Asynchronous storage

Identifying the bottleneck

Now that our Gray-Scott reaction simulation is up and running, and seems to produce sensible results, it is time to optimize it. But this begs the question: what should we optimize first?

The author’s top suggestion here would be to use a profiling tool to analyze where time is spent. But unfortunately the GPU profiling ecosystem is messier than it should be and there is no single tool that will work for all environment configurations that you may use to take this course.

Therefore, we will have to resort to the slower approach of learning things about our application’s performance by asking ourselves questions and answering them through experiments.

One first question that we can ask is whether our application is most limited by the speed at which it performs computations or writes data down. On Linux, this question can be easily answered by comparing two timed runs of the application:

One in the default configuration, where output data is written to the main storage device.
One in a configuration where output data is written to RAM using tmpfs magic.

Because RAM is much faster than nonvolatile storage devices even when used via the tmpfs filesystem, a large difference between these two timings will be a dead giveaway that our performance is limited by storage performance…

# Write output to main storage (default)
$ rm -f output.h5  \
  && cargo build --release --bin simulate  \
  && time (cargo run --release --bin simulate && sync)
    [ ... ]
real    2m23,493s
user    0m2,612s
sys     0m6,254s

# Write output to /dev/shm ramdisk
$ rm -f /dev/shm/output.h5  \
  && cargo build --release --bin simulate  \
  && time (cargo run --release --bin simulate -- -o /dev/shm/output.h5 && sync)
    [ ... ]
real    0m16,290s
user    0m2,519s
sys     0m3,592s

…and indeed, it looks like storage performance is our main bottleneck here.

By the way, notice the usage of the sync command above, which waits for pending writes to be committed to the underlying storage. Without it, our sneaky operating system (in this case Linux) would not reliable wait for all writes to the target storage to be finished before declaring the job finished, which would make our I/O timing measurements unpredictable and meaningless.

Picking a strategy

Storage performance bottlenecks can be tackled in various ways. Here are some things that we could try in rough order of decreasing expected performance impact:

Make sure we are using the fastest available storage device that fits our needs
Install a faster storage device into the machine and use it
Store less data (e.g. spend more simulation steps between two writes)
Store lower-precision data (e.g. half-precision floats, other lossy compression)
Store the same data more efficiently (lossless compression e.g. LZ4)
Offload storage access to dedicated CPU threads so it doesn’t need to wait for compute
Tune lower-level parameters of the underlying storage I/O e.g. block size, data format…

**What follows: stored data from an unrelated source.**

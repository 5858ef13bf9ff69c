use std::collections::HashMap;

use crate::{
    mapping::{ParameterUpdate, PropertyTarget},
    scene::{ContainerId, ImageRef, SceneRenderer, SpriteHandle},
    EffectSet, Result,
};

/// Headless rendering backend. It keeps track of containers, sprites, the
/// effect set each container shows and the latest value of every property,
/// without drawing anything.
#[derive(Debug)]
pub struct RenderGraph {
    width: f32,
    height: f32,
    containers: Vec<ContainerId>,
    names: HashMap<ContainerId, String>,
    sprites: HashMap<SpriteHandle, ImageRef>,
    children: HashMap<ContainerId, Vec<SpriteHandle>>,
    active: HashMap<ContainerId, EffectSet>,
    history: Vec<(ContainerId, EffectSet)>,
    properties: HashMap<PropertyTarget, f64>,
    last_updates: Vec<ParameterUpdate>,
    next_sprite: u32,
    frames: u64,
}

impl Default for RenderGraph {
    fn default() -> Self {
        Self::with_size(1280.0, 720.0)
    }
}

impl RenderGraph {
    pub fn new() -> Self {
        Self::default()
    }

    pub fn with_size(width: f32, height: f32) -> Self {
        Self {
            width,
            height,
            containers: Vec::new(),
            names: HashMap::new(),
            sprites: HashMap::new(),
            children: HashMap::new(),
            active: HashMap::new(),
            history: Vec::new(),
            properties: HashMap::new(),
            last_updates: Vec::new(),
            next_sprite: 0,
            frames: 0,
        }
    }

    pub fn containers(&self) -> &[ContainerId] {
        &self.containers
    }

    pub fn container_name(&self, container: ContainerId) -> Option<&str> {
        self.names.get(&container).map(String::as_str)
    }

    pub fn active_set(&self, container: ContainerId) -> Option<&EffectSet> {
        self.active.get(&container)
    }

    /// Every effect set assignment, oldest first.
    pub fn history(&self) -> &[(ContainerId, EffectSet)] {
        &self.history
    }

    pub fn property(&self, target: &PropertyTarget) -> Option<f64> {
        self.properties.get(target).copied()
    }

    pub fn children(&self, container: ContainerId) -> &[SpriteHandle] {
        self.children
            .get(&container)
            .map(Vec::as_slice)
            .unwrap_or_default()
    }

    pub fn sprite_image(&self, sprite: SpriteHandle) -> Option<&ImageRef> {
        self.sprites.get(&sprite)
    }

    pub fn last_updates(&self) -> &[ParameterUpdate] {
        &self.last_updates
    }

    pub fn frames(&self) -> u64 {
        self.frames
    }

    pub fn draw(&mut self) -> Result<()> {
        // Nothing to rasterise; the frame counter lets callers check the loop
        // is alive.
        self.frames += 1;
        tracing::trace!(
            frame = self.frames,
            updates = self.last_updates.len(),
            "headless frame"
        );
        Ok(())
    }
}

impl SceneRenderer for RenderGraph {
    fn create_container(&mut self, name: &str) -> ContainerId {
        let id = ContainerId(self.containers.len() as u32);
        self.containers.push(id);
        self.names.insert(id, name.to_string());
        id
    }

    fn set_active_effect_set(&mut self, container: ContainerId, set: &EffectSet) {
        self.active.insert(container, set.clone());
        self.history.push((container, set.clone()));
    }

    fn container_dimensions(&self, _container: ContainerId) -> (f32, f32) {
        // Every container fills the stage.
        (self.width, self.height)
    }

    fn create_sprite(&mut self, image: &ImageRef) -> SpriteHandle {
        let sprite = SpriteHandle(self.next_sprite);
        self.next_sprite += 1;
        self.sprites.insert(sprite, image.clone());
        sprite
    }

    fn add_child(&mut self, container: ContainerId, child: SpriteHandle) {
        self.children.entry(container).or_default().push(child);
    }

    fn apply_updates(&mut self, updates: &[ParameterUpdate]) {
        self.last_updates = updates.to_vec();
        for update in updates {
            self.properties.insert(update.target.clone(), update.value);
        }
    }
}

Our performance test above was arguably already an example of strategy 1 at work: as ramdisks are almost always the fastest storage device available, they should always be considered as an option for file outputs of modest size that do not need non-volatile storage.

But because this school is focused on computation performance, we will only cover strategy 6, owing to its remarkable ease of implementation, before switching to an extreme version of option 3 where we will simply disable storage I/O and focus our attention to compute performance only.

Asynchronous I/O 101

One simple scheme for offloading I/O to a dedicated thread without changing output file contents is to have the compute and I/O thread communicate via a bounded FIFO queue.

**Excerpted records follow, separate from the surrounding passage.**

use std::{path::Path, time::Duration};

use serde::{Deserialize, Serialize};

use crate::{BeatVizError, Result};

/// Top-level configuration structure for the application.
#[derive(Debug, Clone, Default, PartialEq, Serialize, Deserialize)]
#[serde(default)]
pub struct AppConfig {
    pub audio: AudioConfig,
    pub scheduler: SchedulerConfig,
    pub scene: SceneConfig,
}

impl AppConfig {
    /// Parses a (possibly partial) JSON document. Missing fields keep their
    /// defaults.
    pub fn from_json_str(json: &str) -> Result<Self> {
        let config: Self = serde_json::from_str(json)?;
        config.validate()?;
        Ok(config)
    }

    pub fn load(path: impl AsRef<Path>) -> Result<Self> {
        let text = std::fs::read_to_string(path)?;
        Self::from_json_str(&text)
    }

    /// Rejects values that can never produce a working pipeline.
    ///
    /// `base_bpm` is left alone here; it is checked when it is turned into a
    /// [`crate::BpmValue`].
    pub fn validate(&self) -> Result<()> {
        if self.audio.buffer_len == 0 {
            return Err(invalid("audio.buffer_len must be greater than zero"));
        }
        if self.audio.capture_duration_ms == 0 {
            return Err(invalid("audio.capture_duration_ms must be greater than zero"));
        }
        if self.audio.analysis_window_ms == 0
            || self.audio.analysis_window_ms >= self.audio.capture_duration_ms
        {
            return Err(invalid(
                "audio.analysis_window_ms must be non-zero and shorter than audio.capture_duration_ms",
            ));
        }
        if self.scheduler.transient_duration_ms == 0 {
            return Err(invalid("scheduler.transient_duration_ms must be greater than zero"));
        }
        if !self.scheduler.rotation_speed_per_frame.is_finite() {
            return Err(invalid("scheduler.rotation_speed_per_frame must be finite"));
        }
        if !self.scene.starfield_speed.is_finite() {
            return Err(invalid("scene.starfield_speed must be finite"));
        }
        let ratio = self.scene.logo_size_ratio;
        let ratio_in_range = ratio > 0.0 && ratio <= 1.0;
        if !ratio_in_range {
            return Err(invalid("scene.logo_size_ratio must lie in (0, 1]"));
        }
        Ok(())
    }
}

fn invalid(reason: &str) -> BeatVizError {
    BeatVizError::InvalidConfig(reason.to_string())
}

/// Configuration specific to the audio subsystem.
#[derive(Debug, Clone, PartialEq, Serialize, Deserialize)]
#[serde(default)]
pub struct AudioConfig {
    /// Upper bound on the number of mono samples held by the capture buffer.
    pub buffer_len: usize,
    /// Capture is stopped once this much time has passed since initialisation.
    pub capture_duration_ms: u64,
    /// Length of audio handed to the tempo estimator. The buffer is sized from
    /// this and the device's actual rate, so it fills before the time bound.
    pub analysis_window_ms: u64,
    /// Rate requested from backends that let the caller choose.
    pub preferred_sample_rate: u32,
}

impl AudioConfig {
    pub fn capture_duration(&self) -> Duration {
        Duration::from_millis(self.capture_duration_ms)
    }

    /// Capture buffer length for a device running at `sample_rate`.
    pub fn window_len(&self, sample_rate: u32) -> usize {
        let window = self.analysis_window_ms.saturating_mul(u64::from(sample_rate)) / 1_000;
        usize::try_from(window)
            .unwrap_or(usize::MAX)
            .min(self.buffer_len)
            .max(1)
    }
}

impl Default for AudioConfig {
    fn default() -> Self {
        Self {
            buffer_len: 240_000,
            capture_duration_ms: 5_000,
            analysis_window_ms: 4_000,
            preferred_sample_rate: 48_000,
        }
    }
}

/// How a transient effect set is combined with the base set.
#[derive(Debug, Clone, Copy, Default, PartialEq, Eq, Serialize, Deserialize)]
#[serde(rename_all = "snake_case")]
pub enum CompositionMode {
    /// The transient effects run after the base effects.
    #[default]
    Append,
    /// The transient effects are shown without the base effects.
    Replace,
}

/// What happens to a pending revert when the next beat lands before it.
#[derive(Debug, Clone, Copy, Default, PartialEq, Eq, Serialize, Deserialize)]
#[serde(rename_all = "snake_case")]
pub enum RetriggerPolicy {
    /// Cancel the pending revert and arm a fresh one.
    #[default]
    CancelPending,
    /// Leave every revert armed. The earliest one reverts the newer transient.
    Stack,
}

#[derive(Debug, Clone, PartialEq, Serialize, Deserialize)]
#[serde(default)]
pub struct SchedulerConfig {
    /// Tempo used until (or instead of) a detected one.
    pub base_bpm: f64,
    pub transient_duration_ms: u64,
    /// Radians added to the subject rotation per 60 Hz frame.
    pub rotation_speed_per_frame: f64,
    pub composition_mode: CompositionMode,
    pub retrigger: RetriggerPolicy,
}

impl SchedulerConfig {
    pub fn transient_duration(&self) -> Duration {
        Duration::from_millis(self.transient_duration_ms)
    }
}

impl Default for SchedulerConfig {
    fn default() -> Self {
        Self {
            base_bpm: 80.0,
            transient_duration_ms: 200,
            rotation_speed_per_frame: 0.0005,
            composition_mode: CompositionMode::Append,
            retrigger: RetriggerPolicy::CancelPending,
        }
    }
}

#[derive(Debug, Clone, PartialEq, Serialize, Deserialize)]
#[serde(default)]
pub struct SceneConfig {
    /// Logo edge length as a fraction of the stage width.
    pub logo_size_ratio: f32,
    /// Multiplier applied to elapsed seconds before feeding the starfield.
    pub starfield_speed: f32,
    pub background_image: String,
    pub logo_image: String,
}

impl Default for SceneConfig {
    fn default() -> Self {
        Self {
            logo_size_ratio: 0.4,
            starfield_speed: 1.0,
            background_image: "background".to_string(),
            logo_image: "logo".to_string(),
        }
    }
}

#[cfg(test)]
mod tests {
    use super::*;

    #[test]
    fn partial_json_keeps_defaults() {
        let config = AppConfig::from_json_str(
            r#"{ "scheduler": { "base_bpm": 128.0, "composition_mode": "replace" } }"#,
        )
        .unwrap();

        assert_eq!(config.scheduler.base_bpm, 128.0);
        assert_eq!(config.scheduler.composition_mode, CompositionMode::Replace);
        assert_eq!(config.scheduler.transient_duration_ms, 200);
        assert_eq!(config.audio, AudioConfig::default());
        assert_eq!(config.scene, SceneConfig::default());
    }

    #[test]
    fn rejects_out_of_range_logo_ratio() {
        let err = AppConfig::from_json_str(r#"{ "scene": { "logo_size_ratio": 1.5 } }"#)
            .unwrap_err();
        assert!(matches!(err, BeatVizError::InvalidConfig(_)));
    }

    #[test]
    fn rejects_zero_transient_duration() {
        let mut config = AppConfig::default();
        config.scheduler.transient_duration_ms = 0;
        assert!(config.validate().is_err());
    }

    #[test]
    fn leaves_tempo_checks_to_bpm_value() {
        let mut config = AppConfig::default();
        config.scheduler.base_bpm = -10.0;
        assert!(config.validate().is_ok());
    }

    #[test]
    fn analysis_window_fits_inside_the_time_bound() {
        let mut config = AppConfig::default();
        config.audio.analysis_window_ms = config.audio.capture_duration_ms;
        assert!(matches!(config.validate(), Err(BeatVizError::InvalidConfig(_))));

        let audio = AudioConfig::default();
        assert_eq!(audio.window_len(44_100), 176_400);
        assert_eq!(audio.window_len(48_000), 192_000);
        // Capped by buffer_len for very fast devices.
        assert_eq!(audio.window_len(192_000), 240_000);
    }

    #[test]
    fn malformed_json_is_reported() {
        let err = AppConfig::from_json_str("{ not json").unwrap_err();
        assert!(matches!(err, BeatVizError::Json(_)));
    }
}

In this scheme, the main compute thread will submit data to this queue as soon as it becomes available, while the I/O thread will fetch data from that queue and write it to the storage device. Depending on the relative speed at which each thread is working, two things may happen:

If the compute thread is faster than the I/O thread, the FIFO queue will quickly fill up until it reaches its maximal capacity, and then the compute thread will block. As I/O tasks complete, the compute thread will be awokened to compute more data. Overall…
- The I/O thread will be working 100% of the time, from its perspective it will look like input data is computed instantaneously. That’s the main goal of this optimization.
- The compute thread will be intermittently stopped to leave the I/O thread some time to process incoming data, thus preventing a scenario where data accumulates indefinitely resulting in unbounded RAM footpring growth. This process called backpressure is a vital part any well-designed asynchronous I/O implementation.
If the I/O thread were faster than the compute thread, then the situation would be somewhat reversed: the compute thread would be working 100% of the time, while the I/O thread would intermittently block waiting for data.
- This is where we would have ended up if we implemented this optimization back in the CPU course, where the computation was too slow to saturate the I/O device.
- In this situation, asynchronous I/O is a more dubious optimization because as we will see it has a small CPU cost, which we don’t want to pay when CPU computations already are the performance-limiting factor.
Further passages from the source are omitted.